To add comments, you must become a registered user of our site. To register, please click here.



Posted by MARK MALONEY | Aug. 01 at 02:12 AM
Justin - You're tipping your hand on avoiding CJ, but with their schedule and mediocre passing, it screams big points game numbers for the running game. Easily more certain than the first half of the season for AP. Hopefully someone cheap appears in the next few weeks (Foster?) that lets him fit.
Posted by MARK MALONEY | Aug. 01 at 02:36 AM
And.....in the points games that reward team victories..guys on your team from Jax and Cle are going to need to be either really good or really cheap. Both those teams look like 3 or 4 win teams tops. Those 3pts add up :-)

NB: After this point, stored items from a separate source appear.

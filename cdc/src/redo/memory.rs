use std::sync::Arc;
use tokio::sync::{Mutex, watch};
use tracing::debug;

use crate::bail;
use crate::error::{CdcResult, ErrorKind};
use crate::redo::{FlushedMeta, RedoDdlManager, RedoMetaManager};
use crate::types::{DdlEvent, Ts};

#[derive(Debug, Default)]
struct Inner {
    events: Vec<DdlEvent>,
    fail_emit: bool,
}

#[derive(Debug, Clone, Copy, Default)]
struct Progress {
    /// Latest resolved ts forwarded by the coordinator.
    upstream_resolved_ts: Ts,
    /// Upper bound on what the log acknowledges, simulating a lagging flush.
    hold_resolved_ts_at: Option<Ts>,
    flushed: FlushedMeta,
}

impl Progress {
    fn acknowledge(&mut self) {
        let acknowledged = match self.hold_resolved_ts_at {
            Some(hold) => self.upstream_resolved_ts.min(hold),
            None => self.upstream_resolved_ts,
        };
        self.flushed.resolved_ts = self.flushed.resolved_ts.max(acknowledged);
    }
}

/// In-memory redo log for testing and development purposes.
///
/// Implements both [`RedoDdlManager`] and [`RedoMetaManager`]. Clones share the same state,
/// so a test can keep one handle to steer the flushed progress while the coordinator owns
/// another.
#[derive(Debug, Clone)]
pub struct MemoryRedoLog {
    enabled: bool,
    inner: Arc<Mutex<Inner>>,
    progress: Arc<watch::Sender<Progress>>,
}

impl MemoryRedoLog {
    /// Creates an enabled redo log.
    pub fn new() -> Self {
        Self::with_enabled(true)
    }

    /// Creates a redo log that reports itself as disabled.
    ///
    /// Lets tests swap redo on and off without changing the coordinator type.
    pub fn disabled() -> Self {
        Self::with_enabled(false)
    }

    fn with_enabled(enabled: bool) -> Self {
        let (progress, _) = watch::channel(Progress::default());

        Self {
            enabled,
            inner: Arc::new(Mutex::new(Inner::default())),
            progress: Arc::new(progress),
        }
    }

    /// Returns a copy of every DDL event written to the log.
    pub async fn events(&self) -> Vec<DdlEvent> {
        let inner = self.inner.lock().await;
        inner.events.clone()
    }

    /// Makes every following [`RedoDdlManager::emit_ddl_event`] call fail until reset.
    pub async fn fail_emit(&self, fail: bool) {
        let mut inner = self.inner.lock().await;
        inner.fail_emit = fail;
    }

    /// Caps the acknowledged resolved ts at `ts` until [`MemoryRedoLog::release_resolved_ts`].
    pub fn hold_resolved_ts_at(&self, ts: Ts) {
        self.progress.send_modify(|progress| {
            progress.hold_resolved_ts_at = Some(ts);
        });
    }

    /// Lets the acknowledged resolved ts catch up with the latest forwarded one.
    pub fn release_resolved_ts(&self) {
        self.progress.send_modify(|progress| {
            progress.hold_resolved_ts_at = None;
            progress.acknowledge();
        });
    }

    /// Sets the checkpoint that the redo meta reports as flushed.
    pub fn set_flushed_checkpoint_ts(&self, checkpoint_ts: Ts) {
        self.progress.send_modify(|progress| {
            progress.flushed.checkpoint_ts = checkpoint_ts;
        });
    }
}

impl Default for MemoryRedoLog {
    fn default() -> Self {
        Self::new()
    }
}

impl RedoDdlManager for MemoryRedoLog {
    fn enabled(&self) -> bool {
        self.enabled
    }

    async fn emit_ddl_event(&self, event: &DdlEvent) -> CdcResult<()> {
        let mut inner = self.inner.lock().await;
        if inner.fail_emit {
            bail!(
                ErrorKind::RedoLogError,
                "Failed to write DDL event to the redo log",
                format!("event at {} on {}", event.commit_ts, event.table_name())
            );
        }

        debug!(commit_ts = event.commit_ts, query = %event.query, "ddl event written to redo log");
        inner.events.push(event.clone());

        Ok(())
    }

    async fn update_resolved_ts(&self, resolved_ts: Ts) -> CdcResult<()> {
        self.progress.send_modify(|progress| {
            progress.upstream_resolved_ts = progress.upstream_resolved_ts.max(resolved_ts);
            progress.acknowledge();
        });

        Ok(())
    }

    fn resolved_ts(&self) -> Ts {
        self.progress.borrow().flushed.resolved_ts
    }
}

impl RedoMetaManager for MemoryRedoLog {
    fn enabled(&self) -> bool {
        self.enabled
    }

    fn flushed_meta(&self) -> FlushedMeta {
        self.progress.borrow().flushed
    }
}

#[cfg(test)]
mod tests {
    use super::*;
    use crate::types::{ActionType, TableInfo};

    fn event(commit_ts: Ts) -> DdlEvent {
        DdlEvent {
            commit_ts,
            action: ActionType::AddColumn,
            table_info: TableInfo::new("test", "t1", 1),
            pre_table_info: None,
            query: "ALTER TABLE t1 ADD COLUMN c INT".to_string(),
        }
    }

    #[tokio::test]
    async fn held_resolved_ts_catches_up_on_release() {
        let redo = MemoryRedoLog::new();
        redo.hold_resolved_ts_at(120);

        redo.update_resolved_ts(200).await.unwrap();
        assert_eq!(redo.resolved_ts(), 120);

        redo.release_resolved_ts();
        assert_eq!(redo.resolved_ts(), 200);

        // Acknowledged progress never moves backwards.
        redo.hold_resolved_ts_at(50);
        redo.update_resolved_ts(210).await.unwrap();
        assert_eq!(redo.resolved_ts(), 200);
    }

    #[tokio::test]
    async fn clones_share_state() {
        let redo = MemoryRedoLog::new();
        let handle = redo.clone();

        redo.emit_ddl_event(&event(100)).await.unwrap();
        handle.set_flushed_checkpoint_ts(90);

        assert_eq!(handle.events().await.len(), 1);
        assert_eq!(redo.flushed_meta().checkpoint_ts, 90);
    }

    #[tokio::test]
    async fn emit_failure_is_reported() {
        let redo = MemoryRedoLog::new();
        redo.fail_emit(true).await;

        let err = redo.emit_ddl_event(&event(100)).await.unwrap_err();
        assert_eq!(err.kind(), ErrorKind::RedoLogError);
        assert!(redo.events().await.is_empty());
    }
}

Posted by JUSTIN ELEFF | Aug. 01 at 04:13 AM
Mark: I'm really HOPING not to have to own C.J. more than I'm convinced we can skip him in the points games. Then again, things are easier in those games, where Schaub's salary really helps as long as Kolb is playable too. We ought to be able to climb the RB list as long as we're not paying for top QBs - and remember that I never, ever pay for defense. On team wins, I'll bet the over on CLE as a 4-win team right now. You're probably overstating on JAX, too, but I can see the Jags at 4-12. CLE looks more like 7-9 to me, 5-11 at worst; I really do like that O line.